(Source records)
----

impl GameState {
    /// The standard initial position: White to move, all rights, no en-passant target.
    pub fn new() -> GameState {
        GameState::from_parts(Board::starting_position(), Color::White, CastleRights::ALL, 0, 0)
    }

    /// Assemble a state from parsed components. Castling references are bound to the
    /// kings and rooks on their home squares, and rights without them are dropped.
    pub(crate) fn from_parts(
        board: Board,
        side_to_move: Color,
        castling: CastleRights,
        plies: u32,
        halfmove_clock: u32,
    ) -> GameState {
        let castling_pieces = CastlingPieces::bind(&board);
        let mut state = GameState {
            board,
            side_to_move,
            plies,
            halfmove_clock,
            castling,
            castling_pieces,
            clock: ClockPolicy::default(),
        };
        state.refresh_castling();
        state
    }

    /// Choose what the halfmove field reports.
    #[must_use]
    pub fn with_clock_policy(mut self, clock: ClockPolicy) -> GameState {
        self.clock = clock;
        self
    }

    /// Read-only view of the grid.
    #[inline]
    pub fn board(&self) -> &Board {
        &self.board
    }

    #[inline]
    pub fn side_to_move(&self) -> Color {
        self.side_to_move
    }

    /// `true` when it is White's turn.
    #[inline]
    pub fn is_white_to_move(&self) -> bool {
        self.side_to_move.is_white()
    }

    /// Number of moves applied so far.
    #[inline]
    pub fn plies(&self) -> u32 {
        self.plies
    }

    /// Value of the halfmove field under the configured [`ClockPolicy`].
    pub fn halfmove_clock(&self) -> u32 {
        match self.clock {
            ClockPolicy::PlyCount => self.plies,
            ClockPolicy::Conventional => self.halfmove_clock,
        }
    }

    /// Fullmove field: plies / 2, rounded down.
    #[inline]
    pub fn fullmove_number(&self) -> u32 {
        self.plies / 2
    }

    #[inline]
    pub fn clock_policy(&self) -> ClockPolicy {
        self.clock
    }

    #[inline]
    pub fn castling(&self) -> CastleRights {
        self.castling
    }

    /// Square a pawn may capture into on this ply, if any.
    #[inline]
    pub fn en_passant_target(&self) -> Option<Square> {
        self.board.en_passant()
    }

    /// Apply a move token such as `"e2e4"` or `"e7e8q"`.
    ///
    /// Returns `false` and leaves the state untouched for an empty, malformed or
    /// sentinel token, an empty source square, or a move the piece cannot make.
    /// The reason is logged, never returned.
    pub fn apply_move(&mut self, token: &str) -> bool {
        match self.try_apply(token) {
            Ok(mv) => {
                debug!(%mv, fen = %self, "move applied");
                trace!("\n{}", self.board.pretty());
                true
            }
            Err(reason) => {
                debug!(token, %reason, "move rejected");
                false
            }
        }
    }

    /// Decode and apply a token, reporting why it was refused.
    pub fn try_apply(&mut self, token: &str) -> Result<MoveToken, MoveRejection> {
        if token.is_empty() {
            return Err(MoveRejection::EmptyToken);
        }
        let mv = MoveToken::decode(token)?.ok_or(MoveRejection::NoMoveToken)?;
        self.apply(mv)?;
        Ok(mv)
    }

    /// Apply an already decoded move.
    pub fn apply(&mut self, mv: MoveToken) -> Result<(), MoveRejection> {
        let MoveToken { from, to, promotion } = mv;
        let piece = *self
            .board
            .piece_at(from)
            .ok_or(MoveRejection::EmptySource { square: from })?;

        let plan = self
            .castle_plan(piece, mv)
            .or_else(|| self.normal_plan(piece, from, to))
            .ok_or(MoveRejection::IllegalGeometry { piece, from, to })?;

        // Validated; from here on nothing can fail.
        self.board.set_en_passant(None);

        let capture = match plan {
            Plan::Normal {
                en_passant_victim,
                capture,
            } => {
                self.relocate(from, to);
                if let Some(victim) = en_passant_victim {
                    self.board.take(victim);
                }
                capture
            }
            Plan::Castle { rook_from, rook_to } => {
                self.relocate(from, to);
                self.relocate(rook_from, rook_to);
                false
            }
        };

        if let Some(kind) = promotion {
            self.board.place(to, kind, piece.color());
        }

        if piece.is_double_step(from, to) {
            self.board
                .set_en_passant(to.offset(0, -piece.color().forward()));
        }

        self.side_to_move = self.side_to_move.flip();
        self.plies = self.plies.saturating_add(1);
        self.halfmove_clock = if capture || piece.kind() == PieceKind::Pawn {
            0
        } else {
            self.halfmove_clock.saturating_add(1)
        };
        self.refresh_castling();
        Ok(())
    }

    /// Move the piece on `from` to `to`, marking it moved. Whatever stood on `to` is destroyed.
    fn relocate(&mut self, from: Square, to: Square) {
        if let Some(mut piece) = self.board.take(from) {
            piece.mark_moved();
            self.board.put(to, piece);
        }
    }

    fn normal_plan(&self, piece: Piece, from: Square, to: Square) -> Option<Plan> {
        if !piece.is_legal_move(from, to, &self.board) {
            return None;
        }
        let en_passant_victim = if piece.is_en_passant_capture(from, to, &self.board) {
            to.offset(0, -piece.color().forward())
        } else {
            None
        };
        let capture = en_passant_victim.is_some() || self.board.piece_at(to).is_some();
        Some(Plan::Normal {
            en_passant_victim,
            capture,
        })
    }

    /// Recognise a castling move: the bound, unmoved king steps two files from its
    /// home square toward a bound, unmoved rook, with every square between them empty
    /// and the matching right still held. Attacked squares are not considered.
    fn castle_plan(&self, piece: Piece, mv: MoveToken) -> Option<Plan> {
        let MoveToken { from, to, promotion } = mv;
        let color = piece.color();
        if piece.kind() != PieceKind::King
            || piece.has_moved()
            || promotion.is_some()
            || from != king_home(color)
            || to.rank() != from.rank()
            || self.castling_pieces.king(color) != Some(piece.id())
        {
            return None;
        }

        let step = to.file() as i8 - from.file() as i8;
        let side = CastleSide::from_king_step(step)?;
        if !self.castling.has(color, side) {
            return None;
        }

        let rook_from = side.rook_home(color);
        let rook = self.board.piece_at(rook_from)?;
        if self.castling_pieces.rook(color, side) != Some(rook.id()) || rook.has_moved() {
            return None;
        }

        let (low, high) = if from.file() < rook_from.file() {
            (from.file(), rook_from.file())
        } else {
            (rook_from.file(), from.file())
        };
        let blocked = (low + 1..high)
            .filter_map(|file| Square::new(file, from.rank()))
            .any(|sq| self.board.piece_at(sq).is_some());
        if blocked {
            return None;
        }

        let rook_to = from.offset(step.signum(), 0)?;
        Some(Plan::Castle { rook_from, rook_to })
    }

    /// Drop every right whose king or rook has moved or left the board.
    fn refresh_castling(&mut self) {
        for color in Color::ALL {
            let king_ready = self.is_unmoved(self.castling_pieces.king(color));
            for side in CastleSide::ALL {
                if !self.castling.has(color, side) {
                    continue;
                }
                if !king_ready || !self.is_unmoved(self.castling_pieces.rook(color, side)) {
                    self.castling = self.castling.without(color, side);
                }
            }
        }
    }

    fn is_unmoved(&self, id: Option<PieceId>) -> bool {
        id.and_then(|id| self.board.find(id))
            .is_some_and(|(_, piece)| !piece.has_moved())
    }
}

----

▸ **Work task**: Every line above that includes the word "forward" should be listed.

▸ **The completed task**:
                .set_en_passant(to.offset(0, -piece.color().forward()));
            to.offset(0, -piece.color().forward())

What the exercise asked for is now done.